With Captivate, theoretically the movies should have some initial load time and then should stream the remainder of the content while you are going through the movie. I personally believe (but am not sure) that larger movies have longer up-front load times. Still, I wouldn't be all that concerned with a 1.5 MB file. I would with a 40MB file.
You should also check out what is being reported in the bandwidth monitor. As long as the streaming requirements are reasonably below the line of your slower connection speeds, you should be in good shape for streaming.
All that said, one of the bigger reasons for splitting up the files is just authoring / managing large files in Captivate itself. Again, though, our experience says that 1.5MB (with audio) is not that big.
If any blog readers have had challenges with Captivate file sizes and want to help, please comment.
5 comments:
There are limits to what Flash can do. Large file sizes are definitely not a good with the Flash player. However, I would be more worried about length than file size. After a certain number of frames, audio just plain loses sync in a Flash file because of some flaws in the design that didn't anticipate long movies.

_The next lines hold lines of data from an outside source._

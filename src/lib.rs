//! Riichi mahjong hand valuation.
//!
//! Given a table snapshot ([`Game`]) and the seat of a player, [`evaluate`]
//! finds every way to read the player's hand, scores each one and returns
//! the most valuable.

pub mod combination;
pub mod dora;
pub mod fu;
pub mod game;
pub mod group;
pub mod hand;
pub mod points;
pub mod score;
pub mod sorted;
pub mod tiles;
pub mod yaku;

pub use game::{Agari, Game, LoadGameError, Player, Riichi};
pub use hand::{Te, TeError};
pub use points::Payment;
pub use score::{evaluate, ScoreResult};
pub use tiles::{Fon, Hai, ParseHaiError, Tile};
pub use yaku::{WinningMethod, Yaku, YakuValue};
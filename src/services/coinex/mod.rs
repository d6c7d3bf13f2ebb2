//! CoinEx exchange integration.

pub mod client;
pub mod types;

pub use client::{resolution_to_period, CoinexClient, DEFAULT_BASE_URL};
//! Prometheus metrics for the worker and the API server.
//!
//! Each process owns its registry. The worker registers everything and
//! serves it on its own port; the API server only registers the HTTP
//! metrics it actually updates.

use prometheus::{Encoder, Gauge, Histogram, HistogramOpts, IntCounter, Registry, TextEncoder};

pub struct Metrics {
    registry: Registry,
    pub http_requests_total: IntCounter,
    pub http_request_duration_seconds: Histogram,
    pub http_requests_in_flight: Gauge,
    pub analysis_cycles_total: IntCounter,
    pub analysis_failures_total: IntCounter,
    pub signals_emitted_total: IntCounter,
    pub analysis_duration_seconds: Histogram,
    pub database_connected: Gauge,
}

impl Metrics {
    /// Full registry, used by the worker.
    pub fn new() -> Result<Self, prometheus::Error> {
        Self::build(true)
    }

    /// Registry exporting only the HTTP metrics.
    pub fn http_only() -> Result<Self, prometheus::Error> {
        Self::build(false)
    }

    fn build(with_analysis: bool) -> Result<Self, prometheus::Error> {
        let registry = Registry::new();

        let http_requests_total =
            IntCounter::new("http_requests_total", "Total HTTP requests served")?;
        let http_request_duration_seconds = Histogram::with_opts(HistogramOpts::new(
            "http_request_duration_seconds",
            "HTTP request latency in seconds",
        ))?;
        let http_requests_in_flight =
            Gauge::new("http_requests_in_flight", "HTTP requests currently in flight")?;
        let analysis_cycles_total =
            IntCounter::new("analysis_cycles_total", "Completed analysis cycles")?;
        let analysis_failures_total = IntCounter::new(
            "analysis_failures_total",
            "Symbols that failed to analyze within a cycle",
        )?;
        let signals_emitted_total =
            IntCounter::new("signals_emitted_total", "Signals written after de-duplication")?;
        let analysis_duration_seconds = Histogram::with_opts(HistogramOpts::new(
            "analysis_duration_seconds",
            "Duration of one analysis cycle in seconds",
        ))?;
        let database_connected =
            Gauge::new("database_connected", "1 when the analysis database is connected")?;

        registry.register(Box::new(http_requests_total.clone()))?;
        registry.register(Box::new(http_request_duration_seconds.clone()))?;
        registry.register(Box::new(http_requests_in_flight.clone()))?;
        if with_analysis {
            registry.register(Box::new(analysis_cycles_total.clone()))?;
            registry.register(Box::new(analysis_failures_total.clone()))?;
            registry.register(Box::new(signals_emitted_total.clone()))?;
            registry.register(Box::new(analysis_duration_seconds.clone()))?;
            registry.register(Box::new(database_connected.clone()))?;
        }

        Ok(Self {
            registry,
            http_requests_total,
            http_request_duration_seconds,
            http_requests_in_flight,
            analysis_cycles_total,
            analysis_failures_total,
            signals_emitted_total,
            analysis_duration_seconds,
            database_connected,
        })
    }

    /// Text exposition format.
    pub fn export(&self) -> Result<String, prometheus::Error> {
        let mut buffer = Vec::new();
        TextEncoder::new().encode(&self.registry.gather(), &mut buffer)?;
        String::from_utf8(buffer).map_err(|e| prometheus::Error::Msg(e.to_string()))
    }
}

FLV has this fixed though if you export your videos to FLV instead of SWF.
Jesse, good point, but it's not been much of an issue on software sim kinds of courses for us given that you aren't normally going for that absolute of a sync. We did run into issues with a really big promo piece one time, but it was huge.
Do you have any idea of where this starts to come up? 10 min? 10MB? When should I begin to worry?

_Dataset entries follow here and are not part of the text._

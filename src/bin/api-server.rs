//! Range filter API server
//!
//! Serves the latest signal per symbol from the worker's signal file.
//! Stateless; runs as a separate process from the worker.

use dotenvy::dotenv;
use rangefilter::config::{get_environment, Config};
use rangefilter::core::http::start_server;
use rangefilter::logging;
use tokio::signal;
use tracing::{error, info};

#[tokio::main]
async fn main() -> Result<(), Box<dyn std::error::Error>> {
    dotenv().ok();
    logging::init_logging();

    let config = Config::from_env()?;
    let port = config.port;
    let signals_file = config.signals_file.clone();

    info!("Starting range filter API server");
    info!(environment = %get_environment(), "Environment");
    info!(port = port, file = %signals_file.display(), "Serving signals from {}", signals_file.display());

    let server_handle = tokio::spawn(async move {
        if let Err(e) = start_server(port, signals_file).await {
            error!(error = %e, "HTTP server error");
        }
    });

    tokio::select! {
        _ = signal::ctrl_c() => {
            info!("Shutting down API server...");
        }
        _ = server_handle => {
            error!("HTTP server stopped");
        }
    }

    Ok(())
}
//! Range filter worker
//!
//! Polls candles for every configured symbol once per candle close, runs the
//! range filter analysis and writes new signals.

use dotenvy::dotenv;
use rangefilter::config::{get_environment, Config};
use rangefilter::core::http::start_metrics_server;
use rangefilter::core::runtime::{AnalysisRuntime, RuntimeConfig};
use rangefilter::core::scheduler::{CandleSchedule, JobScheduler};
use rangefilter::db::{AnalysisDatabase, SignalFileStore};
use rangefilter::logging;
use rangefilter::metrics::Metrics;
use rangefilter::services::coinex::CoinexClient;
use rangefilter::services::market_data::MarketDataProvider;
use std::sync::Arc;
use std::time::Duration;
use tokio::signal;
use tracing::{error, info, warn};

#[tokio::main]
async fn main() -> Result<(), Box<dyn std::error::Error>> {
    dotenv().ok();
    logging::init_logging();

    let config = Config::from_env()?;
    info!("Starting the analysis bot...");
    info!(environment = %get_environment(), "Environment");
    info!(
        symbols = ?config.symbols,
        resolution = config.resolution_minutes,
        candles = config.candle_count,
        "Analyzing {} every {} minutes",
        config.symbols.join(", "),
        config.resolution_minutes
    );

    let metrics = Arc::new(Metrics::new()?);
    let metrics_port = config.metrics_port;
    let server_metrics = metrics.clone();
    tokio::spawn(async move {
        if let Err(e) = start_metrics_server(metrics_port, server_metrics).await {
            error!(error = %e, "Metrics server error");
        }
    });

    let provider: Arc<dyn MarketDataProvider> =
        Arc::new(CoinexClient::new(config.coinex_base_url.clone())?);
    let signal_store = Arc::new(SignalFileStore::new(config.signals_file.clone()));

    let mut runtime = AnalysisRuntime::new(RuntimeConfig::from(&config), provider, signal_store)
        .with_metrics(metrics.clone());

    match config.questdb_url.as_deref() {
        Some(url) => match AnalysisDatabase::connect(url).await {
            Ok(db) => {
                info!("QuestDB connected");
                metrics.database_connected.set(1.0);
                runtime = runtime.with_database(Arc::new(db));
            }
            Err(e) => {
                warn!(error = %e, "Failed to connect to QuestDB, analysis series will not be stored");
            }
        },
        None => info!("QUESTDB_URL not set, analysis series will not be stored"),
    }

    let schedule = CandleSchedule::new(config.resolution_minutes)?;
    let scheduler = JobScheduler::new(
        Arc::new(runtime),
        schedule,
        Duration::from_secs(config.error_backoff_seconds),
    );
    scheduler.start().await;

    info!("Worker started, waiting for shutdown signal...");
    signal::ctrl_c().await?;
    info!("Bot stopped manually by the user.");
    scheduler.stop().await;

    Ok(())
}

I'll have to look at using FLV.
It's kinda fuzzy, but here is the advice straight from Adobe:
http://www.adobe.com/cfusion/knowledgebase/index.cfm?id=tn_14437
There is a magic number of 16,000 frames that you aren't supposed to exceed, which at 30 fps is just shy of 9 minutes.
Hmmm ... something doesn't sound quite right on that. Does Captivate really translate directly according to FPS into Flash frames? I know that we've created single Captivate movies that are longer than 10 minutes. I think Frames and FPS turn out to be different because one is design time issue and the other is playback. Wow, this is fuzzier than I thought it would be!
Flash actually doesn't even maintain FPS unless you have a streaming audio track behind the movie. Even when you do have a streaming audio track, the issue is that MP3 frames and SWF frames are both playing a different frame rates (I believe MP3 frames are fixed at 26 fps... been a while since I wrote my SWF->MP3 conversion code though). Eventually the small errors add up and things get out of sync.
You can theoretically go higher than the 16,000 frame limit. It just isn't recommended because the format doesn't really support it completely. This is actually an issue that comes up every once and a while with something like Articulate Presenter, so we recommend people use lots of shorter slides than try to use something like 10 slides for a 2 hour presentation (don't ask me why people thought that was a good idea, but it happens).